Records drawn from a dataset
┄┄┄┄┄┄
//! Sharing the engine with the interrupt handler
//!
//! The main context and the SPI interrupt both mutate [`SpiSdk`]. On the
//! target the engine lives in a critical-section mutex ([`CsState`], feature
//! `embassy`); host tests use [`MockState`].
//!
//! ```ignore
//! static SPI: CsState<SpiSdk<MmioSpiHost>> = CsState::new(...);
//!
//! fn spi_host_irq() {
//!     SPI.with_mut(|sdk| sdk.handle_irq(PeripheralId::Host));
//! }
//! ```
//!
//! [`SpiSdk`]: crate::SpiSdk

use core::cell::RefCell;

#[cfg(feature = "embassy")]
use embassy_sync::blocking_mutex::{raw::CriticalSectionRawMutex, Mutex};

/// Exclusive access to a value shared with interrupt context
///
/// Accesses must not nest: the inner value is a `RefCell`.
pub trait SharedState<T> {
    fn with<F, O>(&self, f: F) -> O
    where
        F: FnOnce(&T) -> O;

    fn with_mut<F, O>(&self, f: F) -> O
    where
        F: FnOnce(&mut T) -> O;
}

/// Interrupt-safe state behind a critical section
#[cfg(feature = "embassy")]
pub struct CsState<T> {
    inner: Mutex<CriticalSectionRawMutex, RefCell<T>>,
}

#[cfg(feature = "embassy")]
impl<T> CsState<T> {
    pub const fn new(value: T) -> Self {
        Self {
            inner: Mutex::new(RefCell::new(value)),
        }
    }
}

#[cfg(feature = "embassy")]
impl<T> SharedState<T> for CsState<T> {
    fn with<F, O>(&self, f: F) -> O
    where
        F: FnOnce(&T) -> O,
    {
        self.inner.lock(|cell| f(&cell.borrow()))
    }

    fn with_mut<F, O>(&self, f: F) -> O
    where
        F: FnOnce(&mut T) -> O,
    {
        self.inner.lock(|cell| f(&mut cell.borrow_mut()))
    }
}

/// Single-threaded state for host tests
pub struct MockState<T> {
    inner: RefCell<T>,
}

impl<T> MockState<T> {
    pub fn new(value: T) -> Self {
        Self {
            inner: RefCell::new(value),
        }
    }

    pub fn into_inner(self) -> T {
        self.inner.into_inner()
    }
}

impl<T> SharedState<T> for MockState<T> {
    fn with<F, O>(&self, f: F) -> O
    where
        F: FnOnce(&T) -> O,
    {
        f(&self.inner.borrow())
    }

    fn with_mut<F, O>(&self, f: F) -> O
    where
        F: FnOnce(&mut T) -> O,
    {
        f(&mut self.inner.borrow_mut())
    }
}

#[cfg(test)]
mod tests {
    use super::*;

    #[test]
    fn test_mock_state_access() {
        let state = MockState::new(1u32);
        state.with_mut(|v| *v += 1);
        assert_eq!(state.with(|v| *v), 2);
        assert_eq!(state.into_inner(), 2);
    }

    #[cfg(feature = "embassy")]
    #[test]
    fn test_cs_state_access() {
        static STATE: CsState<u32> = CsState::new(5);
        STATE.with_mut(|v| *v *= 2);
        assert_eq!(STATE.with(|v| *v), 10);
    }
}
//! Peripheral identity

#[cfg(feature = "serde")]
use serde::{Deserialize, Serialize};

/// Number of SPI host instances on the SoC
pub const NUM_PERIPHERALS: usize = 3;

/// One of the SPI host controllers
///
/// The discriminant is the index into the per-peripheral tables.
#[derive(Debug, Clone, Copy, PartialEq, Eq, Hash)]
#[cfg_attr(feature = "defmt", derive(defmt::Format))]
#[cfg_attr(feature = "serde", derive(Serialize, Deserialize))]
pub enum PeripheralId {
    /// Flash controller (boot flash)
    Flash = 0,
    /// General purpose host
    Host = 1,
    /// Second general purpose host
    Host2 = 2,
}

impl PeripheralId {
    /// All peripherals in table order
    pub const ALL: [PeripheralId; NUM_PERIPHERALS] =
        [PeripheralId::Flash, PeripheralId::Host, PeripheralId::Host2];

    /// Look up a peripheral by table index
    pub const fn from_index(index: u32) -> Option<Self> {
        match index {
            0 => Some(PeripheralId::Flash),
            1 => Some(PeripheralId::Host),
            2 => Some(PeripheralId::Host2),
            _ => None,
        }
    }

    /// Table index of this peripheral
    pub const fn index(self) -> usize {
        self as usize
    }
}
┄┄┄┄┄┄
- _What you will do_
Working from the data above, extract solely the lines from the one containing "self.inner.lock(|cell| f(&mut cell.borrow_mut()))" through the one containing "assert_eq!(state.with(|v| *v), 2);", exactly as they appear, both included.

- _Task answer_
        self.inner.lock(|cell| f(&mut cell.borrow_mut()))
    }
}

/// Single-threaded state for host tests
pub struct MockState<T> {
    inner: RefCell<T>,
}

impl<T> MockState<T> {
    pub fn new(value: T) -> Self {
        Self {
            inner: RefCell::new(value),
        }
    }

    pub fn into_inner(self) -> T {
        self.inner.into_inner()
    }
}

impl<T> SharedState<T> for MockState<T> {
    fn with<F, O>(&self, f: F) -> O
    where
        F: FnOnce(&T) -> O,
    {
        f(&self.inner.borrow())
    }

    fn with_mut<F, O>(&self, f: F) -> O
    where
        F: FnOnce(&mut T) -> O,
    {
        f(&mut self.inner.borrow_mut())
    }
}

#[cfg(test)]
mod tests {
    use super::*;

    #[test]
    fn test_mock_state_access() {
        let state = MockState::new(1u32);
        state.with_mut(|v| *v += 1);
        assert_eq!(state.with(|v| *v), 2);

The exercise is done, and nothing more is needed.